■ **TASK INSTRUCTIONS**:
In the material below, transcribe every line from the first through the line holding "in non-interactive mode.", exactly, and stop after that line.

──────── RECORDS FOR THE TASK

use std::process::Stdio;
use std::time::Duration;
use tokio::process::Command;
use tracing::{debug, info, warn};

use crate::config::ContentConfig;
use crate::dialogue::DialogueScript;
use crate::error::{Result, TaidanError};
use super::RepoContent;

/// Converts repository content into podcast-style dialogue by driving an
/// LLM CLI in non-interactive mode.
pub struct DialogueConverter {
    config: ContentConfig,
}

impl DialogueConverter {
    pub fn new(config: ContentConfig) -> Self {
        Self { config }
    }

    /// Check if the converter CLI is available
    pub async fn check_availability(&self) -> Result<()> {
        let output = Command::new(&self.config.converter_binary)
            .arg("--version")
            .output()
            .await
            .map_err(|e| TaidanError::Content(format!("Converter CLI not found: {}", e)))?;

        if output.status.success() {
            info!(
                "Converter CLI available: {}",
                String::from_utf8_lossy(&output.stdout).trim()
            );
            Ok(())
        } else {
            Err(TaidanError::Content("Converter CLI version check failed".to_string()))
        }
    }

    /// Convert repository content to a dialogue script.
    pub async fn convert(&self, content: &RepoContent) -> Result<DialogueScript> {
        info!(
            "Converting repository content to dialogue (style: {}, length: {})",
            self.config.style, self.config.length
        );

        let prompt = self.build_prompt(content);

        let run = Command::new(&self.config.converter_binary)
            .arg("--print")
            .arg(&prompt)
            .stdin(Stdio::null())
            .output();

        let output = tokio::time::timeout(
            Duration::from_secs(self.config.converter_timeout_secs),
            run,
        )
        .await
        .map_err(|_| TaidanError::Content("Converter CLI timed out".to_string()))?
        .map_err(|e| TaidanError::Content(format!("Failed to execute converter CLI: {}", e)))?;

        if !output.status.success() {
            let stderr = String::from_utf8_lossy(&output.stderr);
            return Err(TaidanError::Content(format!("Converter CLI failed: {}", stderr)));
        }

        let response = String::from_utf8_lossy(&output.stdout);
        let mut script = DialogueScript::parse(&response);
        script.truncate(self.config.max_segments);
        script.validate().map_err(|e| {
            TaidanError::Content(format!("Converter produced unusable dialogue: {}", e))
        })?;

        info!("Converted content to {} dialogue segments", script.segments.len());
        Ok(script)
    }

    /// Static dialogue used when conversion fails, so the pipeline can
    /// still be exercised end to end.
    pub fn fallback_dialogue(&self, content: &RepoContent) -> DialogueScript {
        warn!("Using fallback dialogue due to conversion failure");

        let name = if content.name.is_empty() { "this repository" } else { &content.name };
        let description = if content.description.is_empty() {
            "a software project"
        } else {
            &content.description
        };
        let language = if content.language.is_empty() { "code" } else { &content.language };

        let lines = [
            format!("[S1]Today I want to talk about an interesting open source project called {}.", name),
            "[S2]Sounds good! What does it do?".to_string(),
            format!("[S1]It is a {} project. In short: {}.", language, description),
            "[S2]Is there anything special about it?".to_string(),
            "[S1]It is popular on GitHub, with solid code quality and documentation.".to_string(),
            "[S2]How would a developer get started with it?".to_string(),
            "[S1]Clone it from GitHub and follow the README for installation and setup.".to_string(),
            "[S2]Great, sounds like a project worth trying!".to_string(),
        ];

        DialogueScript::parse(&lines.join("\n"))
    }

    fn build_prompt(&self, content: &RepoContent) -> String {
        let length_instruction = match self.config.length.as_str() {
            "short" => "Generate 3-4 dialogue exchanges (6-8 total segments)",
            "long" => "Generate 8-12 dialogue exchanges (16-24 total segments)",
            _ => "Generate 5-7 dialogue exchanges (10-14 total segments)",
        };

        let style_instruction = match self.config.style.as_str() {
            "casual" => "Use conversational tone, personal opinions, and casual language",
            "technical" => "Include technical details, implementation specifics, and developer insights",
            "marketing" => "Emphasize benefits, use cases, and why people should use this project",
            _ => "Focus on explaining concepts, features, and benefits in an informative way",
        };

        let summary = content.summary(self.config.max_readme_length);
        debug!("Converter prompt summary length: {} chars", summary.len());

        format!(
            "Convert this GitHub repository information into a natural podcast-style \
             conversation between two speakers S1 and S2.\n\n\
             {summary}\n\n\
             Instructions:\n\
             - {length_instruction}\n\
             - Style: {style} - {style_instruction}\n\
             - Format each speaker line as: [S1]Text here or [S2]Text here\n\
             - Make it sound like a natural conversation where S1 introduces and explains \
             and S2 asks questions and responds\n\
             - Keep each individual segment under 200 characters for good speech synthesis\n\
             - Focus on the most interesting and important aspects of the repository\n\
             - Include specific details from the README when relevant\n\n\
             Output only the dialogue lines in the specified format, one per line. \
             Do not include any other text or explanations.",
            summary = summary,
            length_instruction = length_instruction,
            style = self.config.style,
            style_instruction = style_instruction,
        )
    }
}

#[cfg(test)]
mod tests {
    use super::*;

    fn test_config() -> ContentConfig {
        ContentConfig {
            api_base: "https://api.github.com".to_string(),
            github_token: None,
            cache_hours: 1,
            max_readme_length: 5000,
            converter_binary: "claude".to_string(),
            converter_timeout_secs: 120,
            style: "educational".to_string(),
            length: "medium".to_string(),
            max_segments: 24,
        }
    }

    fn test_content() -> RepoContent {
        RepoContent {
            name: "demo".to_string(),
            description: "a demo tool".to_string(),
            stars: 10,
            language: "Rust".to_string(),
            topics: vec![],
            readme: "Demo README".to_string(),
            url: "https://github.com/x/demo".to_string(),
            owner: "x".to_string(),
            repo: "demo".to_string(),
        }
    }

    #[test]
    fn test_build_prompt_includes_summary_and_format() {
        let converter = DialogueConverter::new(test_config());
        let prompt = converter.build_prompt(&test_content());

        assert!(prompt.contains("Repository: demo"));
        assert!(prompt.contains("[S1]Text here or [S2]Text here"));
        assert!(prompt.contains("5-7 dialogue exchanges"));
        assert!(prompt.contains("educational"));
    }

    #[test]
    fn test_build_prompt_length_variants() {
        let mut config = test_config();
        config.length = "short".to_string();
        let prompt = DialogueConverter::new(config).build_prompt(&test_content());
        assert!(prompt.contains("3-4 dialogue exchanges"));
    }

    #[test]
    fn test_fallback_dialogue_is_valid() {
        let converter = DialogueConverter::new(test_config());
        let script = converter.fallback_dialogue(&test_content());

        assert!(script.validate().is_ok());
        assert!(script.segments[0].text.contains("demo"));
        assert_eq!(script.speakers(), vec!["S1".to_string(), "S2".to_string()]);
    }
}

────────────────

■ **RESPONSE AREA**:
use std::process::Stdio;
use std::time::Duration;
use tokio::process::Command;
use tracing::{debug, info, warn};

use crate::config::ContentConfig;
use crate::dialogue::DialogueScript;
use crate::error::{Result, TaidanError};
use super::RepoContent;

/// Converts repository content into podcast-style dialogue by driving an
/// LLM CLI in non-interactive mode.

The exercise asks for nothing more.